Le manque de logements n'est pas la véritable explication à la crise du logement en France.
Par l'auteur du site LeBlogPatrimoine.com.
Qui n’a pas entendu cet argument fatal : en France, si les prix des logements augmentent, c’est parce qu’il manque 800 000 logements !Ce chiffre est repris par tous : journalistes, promoteurs, vendeurs, agents immobiliers, ministre du logement… Tout le monde connait ce chiffre et personne ne le remet en cause. Pourtant, lorsque l’on creuse un peu, on s’aperçoit que personne ne connait la source de ce calcul. Nous avons donc essayé de comprendre d’où venait ce chiffre.
L’analyse de l’INSEE sur le manque de logement en France
Première source d’information : l’INSEE. Quelle est l’analyse de l’INSEE sur le manque de logement en France ?
Tout d’abord, analysons le nombre de logements en France et leur répartition entre résidence principale, résidence secondaire et logement vacant.
La répartition des logements en France.
En analysant ce tableau de l’INSEE, daté de novembre 2011, on constate qu’il y a en France 33 000 000 de logements dont 3 166 000 résidences secondaires et surtout 2 400 000 logements vacants. Ce chiffre des logements vacants est stable depuis le début des années 2000, pourtant les prix ont considérablement augmenté depuis. Si le manque de logement devait expliquer la hausse des prix, on aurait dû constater une corrélation entre le taux de logements vacants et la hausse des prix. Au contraire, le nombre de logements vacants a augmenté de 400 000 entre 2000 et 2011 : étonnant dans un marché de pénurie de logement, non ? Comment expliquer qu’il manque 800 000 logements en France alors que le nombre de logements vacants augmente de 400 000.
La définition d’un logement vacant est large, n’y voyons pas seulement des logements conservés vides par leur propriétaire. Un logement vacant, au sens de l’INSEE, est un logement inoccupé se trouvant dans l’un des cas suivants :
- proposé à la vente, à la location ;
- déjà attribué à un acheteur ou un locataire et en attente d’occupation ;
- en attente de règlement de succession ;
- conservé par un employeur pour un usage futur au profit d’un de ses employés ;
- gardé vacant et sans affectation précise par le propriétaire (exemple un logement très vétuste…).

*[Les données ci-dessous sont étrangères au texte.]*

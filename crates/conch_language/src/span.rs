//! Source location tracking.
//!
//! `Span` records the byte range a syntax node covers in the script text.
//! Diagnostics only need the start offset; line and column are derived
//! from the text when an error is rendered.
//!
//! `Site` ties a span to the script it came from. Ops that can fail at
//! runtime keep one so their errors render like compile errors.

use std::sync::Arc;

use conch_foundation::ErrorContext;

/// A span of source text.
#[derive(Clone, Copy, Debug, PartialEq, Eq, Default, Hash)]
pub struct Span {
    /// Byte offset where this span starts.
    pub start: usize,
    /// Byte offset where this span ends (exclusive).
    pub end: usize,
}

impl Span {
    /// Creates a new span.
    #[must_use]
    pub const fn new(start: usize, end: usize) -> Self {
        Self { start, end }
    }

    /// Creates an empty span at `pos`.
    #[must_use]
    pub const fn at(pos: usize) -> Self {
        Self {
            start: pos,
            end: pos,
        }
    }

    /// Creates a span covering the range from this span to another.
    #[must_use]
    pub fn to(self, other: Self) -> Self {
        Self {
            start: self.start,
            end: other.end,
        }
    }

    /// Returns the length of this span in bytes.
    #[must_use]
    pub const fn len(&self) -> usize {
        self.end - self.start
    }

    /// Returns true if this span is empty.
    #[must_use]
    pub const fn is_empty(&self) -> bool {
        self.start == self.end
    }

    /// Returns the text this span covers in the given source.
    ///
    /// Returns `None` if the span is out of range for `source`.
    #[must_use]
    pub fn text<'a>(&self, source: &'a str) -> Option<&'a str> {
        source.get(self.start..self.end)
    }
}

/// A span in a named script.
#[derive(Clone, Debug, Default, PartialEq, Eq)]
pub struct Site {
    /// Script name.
    pub script: Arc<str>,
    /// Full script text.
    pub text: Arc<str>,
    /// Location within `text`.
    pub span: Span,
}

impl Site {
    /// Creates a site.
    #[must_use]
    pub fn new(script: impl Into<Arc<str>>, text: impl Into<Arc<str>>, span: Span) -> Self {
        Self {
            script: script.into(),
            text: text.into(),
            span,
        }
    }

    /// Error context pointing at the start of this site.
    #[must_use]
    pub fn context(&self) -> ErrorContext {
        ErrorContext::new()
            .with_source(&*self.script)
            .with_text(Arc::clone(&self.text))
            .with_offset(self.span.start)
    }
}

Analysons ensuite le parc locatif social pour comprendre
Au 1er janvier 2010, la France compte 4 508 500 logements sociaux (hors Martinique et Guyane).
- 2,8% des logements sociaux sont vacants, c’est la proportion de logements vacants la plus élevée depuis 2004. Elle n’était que de 2,4% au 1er janvier 2009.
- La vacance de plus de trois mois, dite « vacance structurelle », progresse et atteint 1,4% en 2010 (1,2% un an auparavant). Elle représente, comme les années précédentes, près de la moitié de la vacance totale.
Ainsi, dans le parc locatif social, il y aurait non pas un manque de logement, mais 63 000 logements (1,4%) vacants de plus de trois mois.
Prenons la définition de la vacance locative pour être sûr de comprendre. Le taux de vacance est la part des logements vacants parmi les logements locatifs proposés à la location dans l’ensemble des logements loués ou proposés à la location.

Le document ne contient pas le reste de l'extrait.